Global markets Friday: Bernanke ahead, European stocks take hit

Reuters, Friday 26 Aug 2011

Markets are playing down chances of a major shift towards further economic stimulus from US Federal Reserve chairman Ben Bernanke later Friday

Both European shares and the dollar fell on Friday. Markets have been playing down the chances of a major shift towards a greater economic stimulus from the US Federal Reserve on the occasion of chairman Ben Bernanke speaking later in the day at a Fed conference in Jackon Hole, Wyoming.

A year ago in the same place, Bernanke opened the door to a second round of quantitative easing. Although there was some belief that he would announce a third round of asset buying this year, he is not expected to come up with a fresh dose of shock treatment for the ailing US economy.Instead he is expected to concede his disappointment over the pace of growth, possibly downgrade his outlook, and explain what medicines may be left in the Fed's cabinet for fortifying the economy.

Uncertainty about what is to come has put many investors in a cautious frame of mind."With many traders feeling like we're standing on the edge looking down into a global recession, Bernanke has the ability to significantly elate or deflate the markets today," said Jonathan Sudaria, dealer at Capital Spreads.

World stocks as measured by MSCI, on the other hand, were flat.The pan-European FTS Eurofirst 300 lost 0.9 per cent, although the extension of a ban on short selling of financial shares and related derivatives was seen supporting hard-pressed banking stocks.Earlier, Japan's Nikkei closed up 0.3 percent.

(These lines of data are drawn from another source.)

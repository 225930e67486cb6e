//! Word-level comparison of a single working line against a base slice.

use std::ops::Range;

use serde::Serialize;

use crate::diff::LineBlockKind;
use crate::diff::imara::diff_slices;

/// A differing stretch inside a single-line modification.
///
/// `base` indexes the base slice text (its lines joined by `\n`) and `working` indexes the
/// working line, both as byte ranges.
#[derive(Debug, Clone, PartialEq, Eq, Serialize)]
pub struct WordFragment {
    pub kind: LineBlockKind,
    pub base: Range<usize>,
    pub working: Range<usize>,
}

#[derive(Clone, Copy, PartialEq, Eq)]
enum CharClass {
    Word,
    Space,
    Punct,
}

fn classify(ch: char) -> CharClass {
    if ch.is_alphanumeric() || ch == '_' {
        CharClass::Word
    } else if ch.is_whitespace() {
        CharClass::Space
    } else {
        CharClass::Punct
    }
}

/// Splits text into runs of word characters, runs of whitespace and single punctuation
/// characters. Returns byte ranges.
pub fn tokenize_words(text: &str) -> Vec<Range<usize>> {
    let mut tokens: Vec<Range<usize>> = Vec::new();
    let mut current: Option<(CharClass, usize)> = None;

    for (idx, ch) in text.char_indices() {
        let class = classify(ch);
        match current {
            Some((prev, _)) if prev == class && class != CharClass::Punct => {}
            Some((_, start)) => {
                tokens.push(start..idx);
                current = Some((class, idx));
            }
            None => current = Some((class, idx)),
        }
    }
    if let Some((_, start)) = current {
        tokens.push(start..text.len());
    }
    tokens
}

/// Byte span covered by `tokens[range]`, or the insertion point when the range is empty.
fn token_span(tokens: &[Range<usize>], range: Range<usize>, text_len: usize) -> Range<usize> {
    if range.is_empty() {
        let at = tokens.get(range.start).map_or(text_len, |t| t.start);
        return at..at;
    }
    tokens[range.start].start..tokens[range.end - 1].end
}

/// Compares `working` with `base` token by token and returns the differing stretches.
pub fn word_fragments(base: &str, working: &str) -> Vec<WordFragment> {
    let base_tokens = tokenize_words(base);
    let working_tokens = tokenize_words(working);
    let base_words: Vec<&str> = base_tokens.iter().map(|t| &base[t.clone()]).collect();
    let working_words: Vec<&str> = working_tokens.iter().map(|t| &working[t.clone()]).collect();

    diff_slices(&base_words, &working_words)
        .into_iter()
        .filter(|block| !block.is_equal())
        .map(|block| WordFragment {
            kind: block.kind,
            base: token_span(&base_tokens, block.base, base.len()),
            working: token_span(&working_tokens, block.working, working.len()),
        })
        .collect()
}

The dollar has eased as investors shuffled positions ahead of the Wyoming speech. Some traders expected the greenback to stage a short-term bounce if Bernanke does not signal further monetary stimulus.The Euro edged higher against the dollar while higher-yielding currencies such as the Australian and New Zealand dollars also advanced.

"If Bernanke signals he is likely to be less accommodative about providing liquidity, we could see the dollar recover and depending on how Wall Street reacts to that, we could see some flows into the greenback," said Roberto Mialich, FX strategist at Unicredit."On the other hand, if he signals that he is ready to act and provide more support, then the dollar will weaken. If he says he is ready to act but not right now, I don't think the markets will be too disappointed."

Core Euro zone government bonds were also flat.